The Tubs

On the band’s second outing, UK jangler’s The Tubs tap into a confrontational energy that drives them to new heights. Rooted in the lesser plumbed wells of jangle pop – from The Housemartins to The Sundays — the band combines their pop acumen with a lash of the acid tongue. Not that the first album let the listener off lightly, but here Owen O. Williams finds a way to make the usual melancholy sighs of the genre move aside for menace, self-sabotage, obsession, and the awkwardness of social interaction. Williams can levy equal amounts of spite and contemplation in a song, layering the record with the kind of sneer and smarts that have made classics out of more than a few literate LPs over the years.

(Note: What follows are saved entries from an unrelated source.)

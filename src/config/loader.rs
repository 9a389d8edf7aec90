//! Configuration loading from files.

use std::fs;
use std::path::Path;

use crate::error::{ConfigError, Error, Result};

use super::SystemConfig;

/// Load configuration from a TOML file.
///
/// # Errors
///
/// Returns an error if the file cannot be read or parsed.
///
/// # Example
///
/// ```rust,ignore
/// use xy_table_motion::load_config;
///
/// let config = load_config("table.toml")?;
/// ```
pub fn load_config<P: AsRef<Path>>(path: P) -> Result<SystemConfig> {
    let content = fs::read_to_string(path.as_ref())
        .map_err(|e| Error::Config(ConfigError::IoError(e.to_string())))?;

    parse_config(&content)
}

/// Parse configuration from a TOML string.
///
/// # Errors
///
/// Returns an error if the TOML is invalid or fails validation.
pub fn parse_config(content: &str) -> Result<SystemConfig> {
    let config: SystemConfig = toml::from_str(content)
        .map_err(|e| Error::Config(ConfigError::ParseError(e.message().to_string())))?;

    // Validate the configuration
    super::validation::validate_config(&config)?;

    Ok(config)
}
//! Error types for xy-table-motion.
//!
//! Provides unified error handling across configuration, hardware access,
//! and the external command surface.

use std::fmt;

/// Result type alias using the library's Error type.
pub type Result<T> = std::result::Result<T, Error>;

/// Unified error type for all table-motion operations.
#[derive(Debug, Clone, PartialEq)]
pub enum Error {
    /// Configuration parsing or validation error
    Config(ConfigError),
    /// Hardware collaborator error
    Hardware(HardwareError),
    /// External command surface error
    Command(CommandError),
}

/// Configuration-related errors.
#[derive(Debug, Clone, PartialEq)]
pub enum ConfigError {
    /// Failed to parse TOML configuration
    ParseError(String),
    /// File I/O error while loading configuration
    IoError(String),
    /// Invalid axis travel limits (lower must be < upper)
    InvalidLimits {
        /// Axis the limits belong to ("x" or "y")
        axis: &'static str,
        /// Lower travel limit in feedback volts
        lower: f64,
        /// Upper travel limit in feedback volts
        upper: f64,
    },
    /// Pulse width must be non-zero
    ZeroPulseWidth(&'static str),
    /// Seek thresholds out of order (settle epsilon must be < fine threshold, both > 0)
    InvalidSeekThresholds {
        /// Fine-step threshold in feedback volts
        fine: f64,
        /// Settle epsilon in feedback volts
        settle: f64,
    },
    /// Seek iteration budget must be non-zero
    ZeroIterationBudget,
    /// Feedback sample period must be non-zero
    ZeroSamplePeriod,
    /// The two feedback channels must be distinct
    DuplicateChannels(u8),
    /// Jog step period must be non-zero
    ZeroJogStepPeriod,
}

/// Hardware collaborator errors.
#[derive(Debug, Clone, PartialEq)]
pub enum HardwareError {
    /// GPIO pin operation failed
    Pin,
    /// ADC voltage read failed
    Adc(String),
}

/// Errors from the external command surface.
#[derive(Debug, Clone, PartialEq)]
pub enum CommandError {
    /// Command payload has the wrong type or shape
    BadPayload {
        /// The command item the payload belonged to
        item: String,
        /// What the parser expected to find
        expected: &'static str,
    },
    /// A dispatch thread could not be spawned
    Spawn(String),
}

impl fmt::Display for Error {
    fn fmt(&self, f: &mut fmt::Formatter<'_>) -> fmt::Result {
        match self {
            Error::Config(e) => write!(f, "Configuration error: {}", e),
            Error::Hardware(e) => write!(f, "Hardware error: {}", e),
            Error::Command(e) => write!(f, "Command error: {}", e),
        }
    }
}

impl fmt::Display for ConfigError {
    fn fmt(&self, f: &mut fmt::Formatter<'_>) -> fmt::Result {
        match self {
            ConfigError::ParseError(msg) => write!(f, "Parse error: {}", msg),
            ConfigError::IoError(msg) => write!(f, "I/O error: {}", msg),
            ConfigError::InvalidLimits { axis, lower, upper } => {
                write!(f, "Invalid {} limits: lower ({}) must be < upper ({})", axis, lower, upper)
            }
            ConfigError::ZeroPulseWidth(axis) => {
                write!(f, "Pulse width for axis {} must be > 0", axis)
            }
            ConfigError::InvalidSeekThresholds { fine, settle } => {
                write!(
                    f,
                    "Invalid seek thresholds: settle epsilon ({}) must be > 0 and < fine threshold ({})",
                    settle, fine
                )
            }
            ConfigError::ZeroIterationBudget => write!(f, "Seek iteration budget must be > 0"),
            ConfigError::ZeroSamplePeriod => write!(f, "Feedback sample period must be > 0"),
            ConfigError::DuplicateChannels(ch) => {
                write!(f, "Feedback channels must be distinct, both set to {}", ch)
            }
            ConfigError::ZeroJogStepPeriod => write!(f, "Jog step period must be > 0"),
        }
    }
}

impl fmt::Display for HardwareError {
    fn fmt(&self, f: &mut fmt::Formatter<'_>) -> fmt::Result {
        match self {
            HardwareError::Pin => write!(f, "GPIO pin operation failed"),
            HardwareError::Adc(msg) => write!(f, "ADC read failed: {}", msg),
        }
    }
}

impl fmt::Display for CommandError {
    fn fmt(&self, f: &mut fmt::Formatter<'_>) -> fmt::Result {
        match self {
            CommandError::BadPayload { item, expected } => {
                write!(f, "Bad payload for '{}': expected {}", item, expected)
            }
            CommandError::Spawn(msg) => write!(f, "Failed to spawn dispatch thread: {}", msg),
        }
    }
}

// Conversion impls
impl From<ConfigError> for Error {
    fn from(e: ConfigError) -> Self {
        Error::Config(e)
    }
}

impl From<HardwareError> for Error {
    fn from(e: HardwareError) -> Self {
        Error::Hardware(e)
    }
}

impl From<CommandError> for Error {
    fn from(e: CommandError) -> Self {
        Error::Command(e)
    }
}

impl std::error::Error for Error {}

impl std::error::Error for ConfigError {}

impl std::error::Error for HardwareError {}

impl std::error::Error for CommandError {}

Williams isn’t the only pillar propping up the band, though. Often the engine behind the band’s variety of strums, swinging from the indie arm of the ‘80s to ‘60s folk, George Nicholls makes his presence felt on the new album. The guitarist may stand further from the spotlight than his foil at the mic, but even more so than on Dead Meat, this record feels driven by Nicholls’ riffs. He’s able to balance virtuosity and vitality, bound to wind a song up and let it spin away in a flash of light, then salve the singe with a tender turn on the next track. The band squirms out of expectations, boasting the skill of Felt but preferring the bluster and burn of the Dü. The Tubs toss listeners against all sides of the pub until the hooks have been pounded into the brain and we all leave giddy and glad for the mental thumping. Some bands need to worry about where their second album will leave fans of the first, but on Cotton Crown, The Tubs spend little time hemming and hawing about fan service and instead proceed to best themselves on their own terms.